With the split of General Electric, corporate America is losing an industrial conglomerate, but Greater Cincinnati appears poised to add a new Fortune 500 company.
On Tuesday, GE announced it would chop itself into three stand-alone companies: aviation, healthcare and energy – with the later two being spun off in 2023 and 2024 respectively. That leaves GE Aviation, based in Cincinnati suburb Evendale, as the remaining unit.
"Following these transactions, GE will be an aviation-focused company shaping the future of flight," the company said Tuesday.
General Electric did not immediately discuss where the three companies will be headquartered.
"(It's) too early to say," GE Aviation Nick Hurm told The Enquirer.
Nearly a quarter of the aviation unit's 40,000 employees, work in Southwest Ohio, more than 7,000 in Greater Cincinnati alone and 9,000 including Dayton.
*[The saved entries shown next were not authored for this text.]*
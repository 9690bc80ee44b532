/// Relationship ID mapper for tracking relationships during presentation generation.
///
/// Relationships are created first; the mapper then hands the actual IDs to
/// XML generation.
use std::collections::HashMap;

/// Maps (slide index, picture index within the slide) to the image
/// relationship ID of that slide.
#[derive(Debug, Default)]
pub struct RelationshipMapper {
    image_ids: HashMap<(usize, usize), String>,
}

impl RelationshipMapper {
    pub fn new() -> Self {
        Self::default()
    }

    /// Add an image relationship mapping for a specific slide.
    ///
    /// # Arguments
    /// * `slide_index` - The index of the slide (0-based)
    /// * `image_index_in_slide` - The index of the picture within that slide (0-based)
    /// * `rel_id` - The relationship ID (e.g., "rId2")
    pub fn add_image(&mut self, slide_index: usize, image_index_in_slide: usize, rel_id: String) {
        self.image_ids
            .insert((slide_index, image_index_in_slide), rel_id);
    }

    /// Get the relationship ID for a picture in a specific slide.
    pub fn get_image_id(&self, slide_index: usize, image_index_in_slide: usize) -> Option<&str> {
        self.image_ids
            .get(&(slide_index, image_index_in_slide))
            .map(|s| s.as_str())
    }
}

#[cfg(test)]
mod tests {
    use super::*;

    #[test]
    fn test_image_ids_are_per_slide() {
        let mut mapper = RelationshipMapper::new();
        mapper.add_image(0, 0, "rId2".into());
        mapper.add_image(1, 0, "rId2".into());
        mapper.add_image(1, 1, "rId3".into());

        assert_eq!(mapper.get_image_id(1, 1), Some("rId3"));
        assert_eq!(mapper.get_image_id(0, 1), None);
    }
}
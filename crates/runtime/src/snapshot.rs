use core_sim::{Action, LogRow, SessionState, START_PRICE};
use serde::Serialize;

/// What the dashboard renders after one tick.
#[derive(Debug, Clone, PartialEq, Serialize)]
pub struct TickSnapshot {
    pub tick: u64,
    pub balance: f64,
    pub price: f64,
    pub price_change_pct: f64,
    pub inventory: u32,
    pub net_worth: f64,
    pub net_worth_delta: f64,
    pub moving_average: Option<f64>,
    pub action: Option<Action>,
    pub price_history: Vec<f64>,
    pub log_rows: Vec<LogRow>,
}

impl TickSnapshot {
    pub fn capture(
        tick: u64,
        state: &SessionState,
        price: f64,
        moving_average: Option<f64>,
        action: Option<Action>,
    ) -> Self {
        let net_worth = state.ledger.net_worth(price);

        Self {
            tick,
            balance: state.ledger.cash(),
            price,
            price_change_pct: price_change_pct(price),
            inventory: state.ledger.inventory(),
            net_worth,
            net_worth_delta: net_worth - state.config.initial_balance,
            moving_average,
            action,
            price_history: state.history.clone(),
            log_rows: state.trade_log.display_rows().to_vec(),
        }
    }
}

/// Move since the walk's starting price, in percent.
pub fn price_change_pct(price: f64) -> f64 {
    (price - START_PRICE) / START_PRICE * 100.0
}
use axum::{
    http::header,
    response::{Html, IntoResponse},
    routing::get,
    Router,
};
use core_sim::PriceGenerator;
use runtime::{Pacer, SimEngine};

use crate::config::Config;

pub fn build_state(config: &Config) -> api::AppState {
    let generator = match config.price_seed {
        Some(seed) => PriceGenerator::seeded(seed),
        None => PriceGenerator::from_entropy(),
    };
    let engine = SimEngine::new(generator, config.relaunch_policy)
        .with_ticks_per_run(config.ticks_per_run);

    api::AppState::new(engine, Pacer::new(config.tick_interval))
}

pub fn build_app(state: api::AppState) -> Router {
    api::app(state)
        .route("/health", get(healthcheck))
        .route("/", get(index))
        .route("/static/styles.css", get(styles))
        .route("/static/app.js", get(script))
}

async fn healthcheck() -> &'static str {
    "ok"
}

async fn index() -> Html<&'static str> {
    Html(ui::index_html())
}

async fn styles() -> impl IntoResponse {
    ([(header::CONTENT_TYPE, "text/css; charset=utf-8")], ui::styles_css())
}

async fn script() -> impl IntoResponse {
    (
        [(header::CONTENT_TYPE, "application/javascript; charset=utf-8")],
        ui::app_js(),
    )
}
use core_sim::Action;
use tracing::{debug, info, trace};

#[derive(Debug, Clone, Copy, PartialEq, Eq)]
pub enum RunLogEventKind {
    RunStarted,
    PriceGenerated,
    TradeExecuted,
    SnapshotPublished,
    RunCompleted,
}

#[derive(Debug, Clone, Copy, PartialEq)]
pub struct RunLogEvent {
    pub tick: u64,
    pub kind: RunLogEventKind,
    pub price: Option<f64>,
    pub action: Option<Action>,
}

impl RunLogEvent {
    pub fn new(tick: u64, kind: RunLogEventKind) -> Self {
        Self {
            tick,
            kind,
            price: None,
            action: None,
        }
    }

    pub fn price_generated(tick: u64, price: f64) -> Self {
        Self {
            price: Some(price),
            ..Self::new(tick, RunLogEventKind::PriceGenerated)
        }
    }

    pub fn trade_executed(tick: u64, action: Action, price: f64) -> Self {
        Self {
            price: Some(price),
            action: Some(action),
            ..Self::new(tick, RunLogEventKind::TradeExecuted)
        }
    }
}

pub trait RunLogWriter {
    fn write(&mut self, event: RunLogEvent);
}

#[derive(Debug, Default)]
pub struct InMemoryRunLogWriter {
    events: Vec<RunLogEvent>,
}

impl InMemoryRunLogWriter {
    pub fn new() -> Self {
        Self::default()
    }

    pub fn events(&self) -> &[RunLogEvent] {
        &self.events
    }

    pub fn kinds(&self) -> Vec<RunLogEventKind> {
        self.events.iter().map(|event| event.kind).collect()
    }
}

impl RunLogWriter for InMemoryRunLogWriter {
    fn write(&mut self, event: RunLogEvent) {
        self.events.push(event);
    }
}

/// Forwards run events to `tracing`, tagged with the run they belong to.
#[derive(Debug, Clone, Copy)]
pub struct TracingRunLogWriter {
    run_id: u64,
}

impl TracingRunLogWriter {
    pub fn new(run_id: u64) -> Self {
        Self { run_id }
    }
}

impl RunLogWriter for TracingRunLogWriter {
    fn write(&mut self, event: RunLogEvent) {
        let run_id = self.run_id;
        let tick = event.tick;
        match event.kind {
            RunLogEventKind::RunStarted => info!(run_id, tick, "run started"),
            RunLogEventKind::PriceGenerated => {
                debug!(run_id, tick, price = event.price, "price generated")
            }
            RunLogEventKind::TradeExecuted => info!(
                run_id,
                tick,
                action = event.action.map(Action::as_str),
                price = event.price,
                "trade executed"
            ),
            RunLogEventKind::SnapshotPublished => trace!(run_id, tick, "snapshot published"),
            RunLogEventKind::RunCompleted => info!(run_id, tick, "run completed"),
        }
    }
}
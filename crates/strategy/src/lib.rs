pub mod mean_reversion;

pub use mean_reversion::{decide, moving_average, signal, Decision, BUY_BAND, SELL_BAND};
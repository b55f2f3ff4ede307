mod config;
mod wiring;

use std::error::Error;

use tokio::net::TcpListener;
use tracing::info;
use tracing_subscriber::EnvFilter;

#[tokio::main]
async fn main() -> Result<(), Box<dyn Error>> {
    tracing_subscriber::fmt()
        .with_env_filter(EnvFilter::try_from_default_env().unwrap_or_else(|_| EnvFilter::new("info")))
        .init();

    let config = config::Config::from_env()?;
    let state = wiring::build_state(&config);
    let listener = TcpListener::bind(config.listen_addr).await?;

    info!(
        addr = %listener.local_addr()?,
        tick_interval_ms = config.tick_interval.as_millis() as u64,
        ticks_per_run = config.ticks_per_run,
        relaunch_policy = config.relaunch_policy.as_str(),
        seeded = config.price_seed.is_some(),
        "trading terminal listening"
    );

    axum::serve(listener, wiring::build_app(state)).await?;
    Ok(())
}
use axum::{
    extract::State,
    http::{header, StatusCode},
    response::IntoResponse,
    routing::{get, post},
    Json,
    Router,
};
use core_sim::{ConfigError, SimConfig};
use runtime::TickSnapshot;
use serde::{Deserialize, Serialize};
use tracing::info;

use crate::{
    state::{AppState, LaunchError},
    ws,
};

pub fn router(state: AppState) -> Router {
    Router::new()
        .route("/runs", post(start_run))
        .route("/snapshot", get(latest_snapshot))
        .route("/ws/events", get(ws::events_socket))
        .with_state(state)
}

/// Launch inputs from the dashboard sidebar. Omitted fields take the
/// sidebar defaults.
#[derive(Debug, Default, Deserialize)]
#[serde(default)]
pub struct LaunchRequest {
    pub initial_balance: Option<f64>,
    pub trade_size: Option<u32>,
    pub ma_window: Option<usize>,
}

impl LaunchRequest {
    pub fn into_config(self) -> Result<SimConfig, ConfigError> {
        let defaults = SimConfig::default();
        SimConfig::new(
            self.initial_balance.unwrap_or(defaults.initial_balance),
            self.trade_size.unwrap_or(defaults.trade_size),
            self.ma_window.unwrap_or(defaults.ma_window),
        )
    }
}

#[derive(Debug, Serialize)]
struct StartRunResponse {
    run_id: u64,
}

#[derive(Debug, Serialize)]
struct ErrorResponse {
    error: String,
}

#[derive(Debug, Serialize)]
struct SnapshotResponse {
    running: bool,
    run_id: Option<u64>,
    snapshot: Option<TickSnapshot>,
}

type ApiError = (StatusCode, Json<ErrorResponse>);

fn api_error(status: StatusCode, message: impl Into<String>) -> ApiError {
    (
        status,
        Json(ErrorResponse {
            error: message.into(),
        }),
    )
}

async fn start_run(
    State(state): State<AppState>,
    Json(request): Json<LaunchRequest>,
) -> Result<impl IntoResponse, ApiError> {
    let config = request
        .into_config()
        .map_err(|err| api_error(StatusCode::UNPROCESSABLE_ENTITY, err.to_string()))?;

    let run_id = state.launch(config).map_err(|err| match err {
        LaunchError::AlreadyRunning => api_error(StatusCode::CONFLICT, "a run is already in progress"),
        LaunchError::RunIdOverflow => {
            api_error(StatusCode::INTERNAL_SERVER_ERROR, "run ids exhausted")
        }
    })?;
    info!(
        run_id,
        initial_balance = config.initial_balance,
        trade_size = config.trade_size,
        ma_window = config.ma_window,
        "launch accepted"
    );
    let location = format!("/runs/{run_id}");

    Ok((
        StatusCode::CREATED,
        [(header::LOCATION, location)],
        Json(StartRunResponse { run_id }),
    ))
}

async fn latest_snapshot(State(state): State<AppState>) -> Json<SnapshotResponse> {
    Json(SnapshotResponse {
        running: state.is_running(),
        run_id: state.active_run_id(),
        snapshot: state.latest_snapshot(),
    })
}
GE Aviation is responsible for making the region an aerospace hub: besides its local workers, it feeds a network of 150 smaller companies in the industry, many of them contractors.
GE CEO Larry Culp said he would serve as non-executive chairman of the GE healthcare company upon its spin-off, but remain CEO of GE, then "lead the GE aviation-focused company going forward."
The company said the split gives the three resulting businesses stronger focus and better financial flexibility.
John Slattery continues as CEO of Aviation, the company said. In a statement, Slattery said the future looked bright for a company focused on aviation.
"I am grateful for the commitment and dedication of my colleagues all across GE Aviation...It is because of all of you that we can look ahead to this new chapter with such enthusiasm and optimism," Slattery said.
Though hammered during the 2020 COVID-19 recession and aviation industry slowdown, GE Aviation in recent years has been both the largest, most profitable and fastest-growing unit of the troubled Boston-based conglomerate.
With $22 billion in 2020 revenues, GE Aviation would be the region's third-largest Fortune 500 company, behind supermarket titan Kroger and consumer products giant Procter & Gamble.
Greater Cincinnati is home to seven Fortune 500 companies in the most recent list: Kroger, P&G, regional bank Fifth Third, insurers Western & Southern Financial Group, American Financial Group, Cincinnati Financial and Cintas, a uniform renter and business supplier.
Historically, Greater Cincinnati has been a hub for a diverse mix of major corporations, but in recent years merger-and-acquisition mania and other restructuring has cut down the roster of heavy-hitters.